## REQUIRED ACTION
Find each line in the records below that contains the word "return", and copy it out.

## RECORDS SHOWN
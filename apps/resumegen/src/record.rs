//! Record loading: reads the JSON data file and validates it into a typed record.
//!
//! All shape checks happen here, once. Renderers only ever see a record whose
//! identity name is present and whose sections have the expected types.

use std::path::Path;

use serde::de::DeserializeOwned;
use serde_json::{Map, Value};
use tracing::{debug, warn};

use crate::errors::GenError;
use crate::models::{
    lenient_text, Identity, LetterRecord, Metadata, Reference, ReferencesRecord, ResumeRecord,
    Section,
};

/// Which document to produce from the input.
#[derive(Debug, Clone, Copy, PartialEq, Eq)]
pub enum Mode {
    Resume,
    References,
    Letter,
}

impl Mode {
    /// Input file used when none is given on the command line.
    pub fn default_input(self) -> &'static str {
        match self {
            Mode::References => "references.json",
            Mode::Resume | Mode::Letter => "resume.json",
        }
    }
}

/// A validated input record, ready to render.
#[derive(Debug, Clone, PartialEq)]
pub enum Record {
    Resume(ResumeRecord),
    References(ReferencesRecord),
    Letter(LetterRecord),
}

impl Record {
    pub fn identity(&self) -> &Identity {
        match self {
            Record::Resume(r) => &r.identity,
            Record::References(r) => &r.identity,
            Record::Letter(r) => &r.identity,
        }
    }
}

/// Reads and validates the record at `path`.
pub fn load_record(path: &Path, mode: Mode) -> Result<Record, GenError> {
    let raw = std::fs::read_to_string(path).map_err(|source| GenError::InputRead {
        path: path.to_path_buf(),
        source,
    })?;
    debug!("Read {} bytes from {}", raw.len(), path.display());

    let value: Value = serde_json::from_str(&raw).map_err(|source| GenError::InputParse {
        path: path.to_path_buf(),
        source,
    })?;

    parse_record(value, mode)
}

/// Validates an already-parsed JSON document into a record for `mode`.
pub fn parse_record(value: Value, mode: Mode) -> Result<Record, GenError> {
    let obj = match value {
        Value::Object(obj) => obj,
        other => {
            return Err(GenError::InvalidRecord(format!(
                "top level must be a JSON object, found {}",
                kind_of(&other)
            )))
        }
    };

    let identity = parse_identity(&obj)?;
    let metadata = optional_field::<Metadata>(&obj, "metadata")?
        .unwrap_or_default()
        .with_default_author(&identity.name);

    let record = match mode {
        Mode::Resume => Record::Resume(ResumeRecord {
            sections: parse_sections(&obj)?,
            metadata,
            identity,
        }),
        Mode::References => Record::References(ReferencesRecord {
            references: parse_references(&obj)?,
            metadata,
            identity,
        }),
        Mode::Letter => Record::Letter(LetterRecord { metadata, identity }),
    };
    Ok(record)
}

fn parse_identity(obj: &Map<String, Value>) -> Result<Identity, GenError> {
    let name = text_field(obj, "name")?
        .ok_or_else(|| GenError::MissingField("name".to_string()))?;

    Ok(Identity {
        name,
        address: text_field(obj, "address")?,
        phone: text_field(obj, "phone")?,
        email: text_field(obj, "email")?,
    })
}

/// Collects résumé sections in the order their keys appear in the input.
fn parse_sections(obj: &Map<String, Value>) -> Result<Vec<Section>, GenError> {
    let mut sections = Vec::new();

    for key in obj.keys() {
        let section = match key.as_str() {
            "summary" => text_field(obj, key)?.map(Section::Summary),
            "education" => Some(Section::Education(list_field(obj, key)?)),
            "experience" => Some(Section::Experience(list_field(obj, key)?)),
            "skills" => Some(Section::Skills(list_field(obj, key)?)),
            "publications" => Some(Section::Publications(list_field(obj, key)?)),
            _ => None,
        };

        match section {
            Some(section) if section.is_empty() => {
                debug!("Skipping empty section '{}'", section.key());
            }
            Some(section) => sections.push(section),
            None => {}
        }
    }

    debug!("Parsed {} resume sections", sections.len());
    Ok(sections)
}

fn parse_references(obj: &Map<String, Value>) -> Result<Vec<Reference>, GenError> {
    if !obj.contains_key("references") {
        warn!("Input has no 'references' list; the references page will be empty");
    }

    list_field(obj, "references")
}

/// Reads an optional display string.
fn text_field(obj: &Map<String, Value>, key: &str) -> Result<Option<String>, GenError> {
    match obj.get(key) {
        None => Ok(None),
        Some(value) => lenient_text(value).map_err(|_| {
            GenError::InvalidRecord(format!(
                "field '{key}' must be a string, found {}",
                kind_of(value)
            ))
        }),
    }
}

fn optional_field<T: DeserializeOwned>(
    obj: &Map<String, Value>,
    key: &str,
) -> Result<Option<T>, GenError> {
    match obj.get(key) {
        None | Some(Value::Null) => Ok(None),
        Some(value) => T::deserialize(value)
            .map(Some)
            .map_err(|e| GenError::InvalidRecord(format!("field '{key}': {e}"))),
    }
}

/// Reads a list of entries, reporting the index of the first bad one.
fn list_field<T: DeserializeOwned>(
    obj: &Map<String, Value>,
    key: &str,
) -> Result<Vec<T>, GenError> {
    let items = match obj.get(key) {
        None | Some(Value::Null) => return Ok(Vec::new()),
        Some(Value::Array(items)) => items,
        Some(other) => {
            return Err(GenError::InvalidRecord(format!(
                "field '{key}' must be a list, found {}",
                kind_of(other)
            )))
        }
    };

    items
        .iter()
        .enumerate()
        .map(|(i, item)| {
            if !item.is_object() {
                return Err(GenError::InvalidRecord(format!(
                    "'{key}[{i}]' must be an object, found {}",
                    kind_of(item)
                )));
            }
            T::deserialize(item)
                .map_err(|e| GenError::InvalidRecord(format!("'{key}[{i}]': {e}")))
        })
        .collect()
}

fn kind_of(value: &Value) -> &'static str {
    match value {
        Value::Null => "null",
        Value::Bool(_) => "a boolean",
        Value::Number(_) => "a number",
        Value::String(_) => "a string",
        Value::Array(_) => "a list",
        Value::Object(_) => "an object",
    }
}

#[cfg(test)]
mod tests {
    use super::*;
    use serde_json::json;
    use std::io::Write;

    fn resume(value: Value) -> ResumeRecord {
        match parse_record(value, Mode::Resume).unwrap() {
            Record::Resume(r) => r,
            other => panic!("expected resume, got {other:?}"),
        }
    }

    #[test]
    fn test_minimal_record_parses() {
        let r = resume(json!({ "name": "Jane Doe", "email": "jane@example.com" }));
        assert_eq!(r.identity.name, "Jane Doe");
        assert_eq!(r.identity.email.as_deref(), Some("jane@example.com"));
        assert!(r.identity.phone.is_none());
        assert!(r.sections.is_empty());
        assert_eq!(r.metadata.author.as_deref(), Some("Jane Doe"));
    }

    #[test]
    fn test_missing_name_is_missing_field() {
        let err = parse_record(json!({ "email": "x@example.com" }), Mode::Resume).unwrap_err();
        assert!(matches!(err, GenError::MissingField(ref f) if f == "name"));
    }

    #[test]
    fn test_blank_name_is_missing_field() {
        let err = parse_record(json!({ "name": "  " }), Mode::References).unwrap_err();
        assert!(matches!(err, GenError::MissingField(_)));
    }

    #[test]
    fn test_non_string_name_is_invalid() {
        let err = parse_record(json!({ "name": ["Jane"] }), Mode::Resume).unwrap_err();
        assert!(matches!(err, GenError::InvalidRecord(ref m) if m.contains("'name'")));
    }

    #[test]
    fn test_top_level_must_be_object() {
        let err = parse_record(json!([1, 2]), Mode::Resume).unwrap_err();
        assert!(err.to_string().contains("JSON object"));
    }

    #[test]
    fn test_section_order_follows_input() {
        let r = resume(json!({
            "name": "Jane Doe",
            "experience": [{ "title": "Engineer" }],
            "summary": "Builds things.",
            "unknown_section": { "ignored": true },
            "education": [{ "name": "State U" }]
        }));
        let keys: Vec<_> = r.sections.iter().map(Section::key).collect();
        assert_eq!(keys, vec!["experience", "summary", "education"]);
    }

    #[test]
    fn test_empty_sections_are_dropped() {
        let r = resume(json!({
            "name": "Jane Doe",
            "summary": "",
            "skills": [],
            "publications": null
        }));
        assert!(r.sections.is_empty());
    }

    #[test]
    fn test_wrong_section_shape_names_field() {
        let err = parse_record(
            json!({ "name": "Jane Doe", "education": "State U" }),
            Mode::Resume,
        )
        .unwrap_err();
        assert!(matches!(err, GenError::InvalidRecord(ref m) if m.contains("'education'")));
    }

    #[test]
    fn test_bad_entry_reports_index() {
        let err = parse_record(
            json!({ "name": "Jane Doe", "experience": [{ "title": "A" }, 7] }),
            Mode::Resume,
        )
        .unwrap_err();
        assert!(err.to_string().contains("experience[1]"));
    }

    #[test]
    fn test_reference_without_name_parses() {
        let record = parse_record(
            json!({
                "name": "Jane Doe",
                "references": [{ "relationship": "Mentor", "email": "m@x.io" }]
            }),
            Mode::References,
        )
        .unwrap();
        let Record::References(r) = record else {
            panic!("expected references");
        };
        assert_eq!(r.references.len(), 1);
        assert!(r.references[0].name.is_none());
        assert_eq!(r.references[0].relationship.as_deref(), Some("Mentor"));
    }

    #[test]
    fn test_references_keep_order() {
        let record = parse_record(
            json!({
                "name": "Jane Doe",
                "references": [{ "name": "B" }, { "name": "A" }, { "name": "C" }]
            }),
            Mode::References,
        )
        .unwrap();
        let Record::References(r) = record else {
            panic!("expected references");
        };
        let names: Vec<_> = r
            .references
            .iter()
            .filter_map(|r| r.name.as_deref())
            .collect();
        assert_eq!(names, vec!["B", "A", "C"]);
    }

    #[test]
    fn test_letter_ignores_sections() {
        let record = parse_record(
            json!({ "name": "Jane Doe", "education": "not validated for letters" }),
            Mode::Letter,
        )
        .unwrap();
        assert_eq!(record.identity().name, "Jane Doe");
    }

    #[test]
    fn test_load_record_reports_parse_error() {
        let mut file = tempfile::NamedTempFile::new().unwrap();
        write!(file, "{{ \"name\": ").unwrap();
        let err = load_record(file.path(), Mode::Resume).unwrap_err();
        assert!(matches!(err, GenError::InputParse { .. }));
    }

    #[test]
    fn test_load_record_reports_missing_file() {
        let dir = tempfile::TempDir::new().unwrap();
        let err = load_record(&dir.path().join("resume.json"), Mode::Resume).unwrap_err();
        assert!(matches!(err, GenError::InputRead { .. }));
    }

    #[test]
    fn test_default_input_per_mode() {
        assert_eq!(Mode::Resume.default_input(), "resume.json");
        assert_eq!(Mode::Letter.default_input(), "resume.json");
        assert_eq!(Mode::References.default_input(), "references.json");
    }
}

## YOUR RESPONSE
            return Err(GenError::InvalidRecord(format!(
        None | Some(Value::Null) => return Ok(Vec::new()),
            return Err(GenError::InvalidRecord(format!(
                return Err(GenError::InvalidRecord(format!(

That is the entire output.